Lipid rafts are membrane microdomains enriched with cholesterol, glycosphingolipids, and proteins. Although they are broadly presumed to play a pivotal role in various cellular functions, there are still fierce debates about the composition, functions, and even existence of lipid rafts. Here high-resolution and time-lapse in situ atomic force microscopy is used to directly confirm the existence of lipid rafts in native erythrocyte membranes. The results indicate some important aspects of lipid rafts: most of the lipid rafts are in the size range of 100-300 nm and have irregular shape; the detergent-resistant membranes consist of cholesterol microdomains and are not likely the same as the lipid rafts; cholesterol contributes significantly to the formation and stability of the protein domains; and Band III is an important protein of lipid rafts in the inner leaflet of erythrocyte membranes, indicating that lipid rafts are exactly the functional domains in plasma membrane.
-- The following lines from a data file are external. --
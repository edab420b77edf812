use super::StopId;
use serde::{Deserialize, Serialize};

/// pickup or drop off permission at one stop of a pattern.
#[derive(Serialize, Deserialize, Clone, Copy, Debug, PartialEq, Eq, Default)]
#[serde(rename_all = "snake_case")]
pub enum PickDrop {
    #[default]
    Scheduled,
    None,
    CallAgency,
    CoordinateWithDriver,
    /// set by realtime updates when the vehicle will not serve the stop
    Cancelled,
}

impl PickDrop {
    pub fn is_routable(&self) -> bool {
        !matches!(self, PickDrop::None | PickDrop::Cancelled)
    }
}

/// ordered stops of a pattern with their board and alight permissions.
#[derive(Clone, Debug, PartialEq, Eq, Serialize, Deserialize)]
pub struct StopPattern {
    pub stops: Vec<StopId>,
    pub pickups: Vec<PickDrop>,
    pub dropoffs: Vec<PickDrop>,
}

impl StopPattern {
    /// a pattern where every stop allows boarding and alighting, except that
    /// nobody boards at the last stop or alights at the first.
    pub fn new(stops: Vec<StopId>) -> StopPattern {
        let n = stops.len();
        let pickups = (0..n)
            .map(|i| if i + 1 == n { PickDrop::None } else { PickDrop::Scheduled })
            .collect();
        let dropoffs = (0..n)
            .map(|i| if i == 0 { PickDrop::None } else { PickDrop::Scheduled })
            .collect();
        StopPattern {
            stops,
            pickups,
            dropoffs,
        }
    }

    pub fn size(&self) -> usize {
        self.stops.len()
    }

    pub fn stop(&self, index: usize) -> Option<&StopId> {
        self.stops.get(index)
    }

    pub fn can_board(&self, index: usize) -> bool {
        self.pickups
            .get(index)
            .map(|p| p.is_routable())
            .unwrap_or_default()
    }

    pub fn can_alight(&self, index: usize) -> bool {
        self.dropoffs
            .get(index)
            .map(|p| p.is_routable())
            .unwrap_or_default()
    }
}

#[cfg(test)]
mod test {
    use super::{PickDrop, StopPattern};
    use crate::pattern::StopId;

    #[test]
    fn test_default_permissions_at_ends() {
        let pattern = StopPattern::new(vec![
            StopId::new("a"),
            StopId::new("b"),
            StopId::new("c"),
        ]);
        assert!(pattern.can_board(0));
        assert!(!pattern.can_alight(0));
        assert!(pattern.can_board(1) && pattern.can_alight(1));
        assert!(!pattern.can_board(2));
        assert!(pattern.can_alight(2));
        assert!(!pattern.can_board(3), "out of range stop should not board");
    }

    #[test]
    fn test_cancelled_not_routable() {
        assert!(!PickDrop::Cancelled.is_routable());
        assert!(PickDrop::CallAgency.is_routable());
    }
}
use super::StateRef;

/// outcome of traversing one edge.
///
/// `Pruned` is the ordinary answer for an infeasible traversal (wrong mode,
/// banned stop, no trip, illegal turn...) and is not an error. `Forked` is
/// only produced by edges that model two mutually exclusive continuations.
#[derive(Clone, Debug, Default)]
pub enum Traversed {
    #[default]
    Pruned,
    Single(StateRef),
    Forked(StateRef, StateRef),
}

impl Traversed {
    /// combines two optional outcomes of the same edge.
    pub fn from_pair(a: Option<StateRef>, b: Option<StateRef>) -> Traversed {
        match (a, b) {
            (Some(a), Some(b)) => Traversed::Forked(a, b),
            (Some(s), None) | (None, Some(s)) => Traversed::Single(s),
            (None, None) => Traversed::Pruned,
        }
    }

    pub fn is_pruned(&self) -> bool {
        matches!(self, Traversed::Pruned)
    }

    pub fn len(&self) -> usize {
        match self {
            Traversed::Pruned => 0,
            Traversed::Single(_) => 1,
            Traversed::Forked(_, _) => 2,
        }
    }

    pub fn is_empty(&self) -> bool {
        self.is_pruned()
    }

    /// the first (or only) resulting state.
    pub fn first(&self) -> Option<&StateRef> {
        match self {
            Traversed::Pruned => None,
            Traversed::Single(s) | Traversed::Forked(s, _) => Some(s),
        }
    }

    pub fn into_states(self) -> Vec<StateRef> {
        match self {
            Traversed::Pruned => vec![],
            Traversed::Single(s) => vec![s],
            Traversed::Forked(a, b) => vec![a, b],
        }
    }
}

impl From<Option<StateRef>> for Traversed {
    fn from(value: Option<StateRef>) -> Self {
        match value {
            Some(s) => Traversed::Single(s),
            None => Traversed::Pruned,
        }
    }
}

impl IntoIterator for Traversed {
    type Item = StateRef;
    type IntoIter = std::vec::IntoIter<StateRef>;

    fn into_iter(self) -> Self::IntoIter {
        self.into_states().into_iter()
    }
}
This work provides direct evidence of the presence, size, and main constitutive protein of lipid rafts at a resolution of a few nanometers, which will pave the way for studying their structure and functions in detail.

[1]  Raphael Zidovetzki,et al.  Use of cyclodextrins to manipulate plasma membrane cholesterol content: evidence, misconceptions and control strategies. , 2007, Biochimica et biophysica acta.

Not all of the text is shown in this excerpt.